According to the McClendon Center, 91% of their clients are African American, 28% are homeless or in shelters, and every single client is diagnosed with mental illness.


“It’s baked in,” she said. If you are both low-income and facing a mental health disability, finding help can be even more difficult. 


“Many people, if they were really struggling, they didn't have the necessary resources or providers who are solely dedicated to mental health wellness and recovery,” Dyson said.


In many ways, Taylor’s story is the compilation of all these factors — poverty, housing discrimination, undiagnosed mental health issues, over-policing in some neighborhoods and incarceration. 


“Not one of them is the exact root cause of it.
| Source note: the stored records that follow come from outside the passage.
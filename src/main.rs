use std::env;

use anyhow::Context;

use policychat_retrieval::core::logging;
use policychat_retrieval::{Evidence, PolicyRecords, RetrievalConfig, RetrievalService};

#[tokio::main]
async fn main() -> anyhow::Result<()> {
    let config_path = RetrievalConfig::config_path();
    let config = RetrievalConfig::load(&config_path)
        .with_context(|| format!("Failed to load config from {}", config_path.display()))?;
    logging::init(&config.log_dir);

    let mut args = env::args().skip(1);
    let (Some(jurisdiction), Some(question)) = (args.next(), args.next()) else {
        eprintln!("usage: policychat-retrieval <jurisdiction> <question> [category]");
        std::process::exit(2);
    };
    let category = args.next().unwrap_or_else(|| "all".to_string());

    let records = match &config.policy_records_path {
        Some(path) => PolicyRecords::load(path)
            .with_context(|| format!("Failed to load policy records from {}", path.display()))?,
        None => PolicyRecords::default(),
    };

    let service =
        RetrievalService::from_config(&config).context("Failed to build retrieval service")?;

    let evidence = service
        .gather(&jurisdiction, &question, &category, &records)
        .await
        .context("Retrieval failed")?;

    match &evidence {
        Evidence::Semantic { results, context } => {
            tracing::info!("Answering from {} embedded chunks", results.len());
            println!("{context}");
        }
        Evidence::Documents { documents } => {
            tracing::info!("Answering from {} live documents", documents.len());
            for doc in documents {
                println!("== {} ({}, {} chars)", doc.url, doc.kind, doc.size);
            }
        }
        Evidence::None => {
            println!("No grounding available; answering from summaries only.");
        }
    }

    for citation in evidence.citations() {
        eprintln!("citation: {}", citation.source);
    }

    Ok(())
}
All of them are,” said Miller.


These factors almost always feed and impact each other, according to Dyson: “If I didn't have a place to live and I didn't have what I needed, food, clothing, all those things, it would be hard pressed for me not to feel depressed or not to feel anxious. There is a specific tie between social determinants of health and how people are really dealing with their mental health and the symptoms that are showing up.”


Taylor said the McClendon Center saved him. 

"It makes a person feel like it's worth it... worth working on my mental [health]," he said. These services provided him with resources unavailable to many of his peers, ultimately enabling his turnaround. 

Today, Taylor has two college degrees, his clothing line, Vast Vision DC, and hopes to start a nonprofit. He wants to give “kids a safe place where they can go and elaborate on how they feel” and “education about the streets and where it leads you.” 


“I want to give young brothers and young sisters hope,” he says. “This city needs something done.” 



YMG intern Sreehitha Gandluri is a sophomore at University of North Carolina-Chapel Hill. YMG founder Jayne O’Donnell was USA TODAY’s health policy reporter until 2021.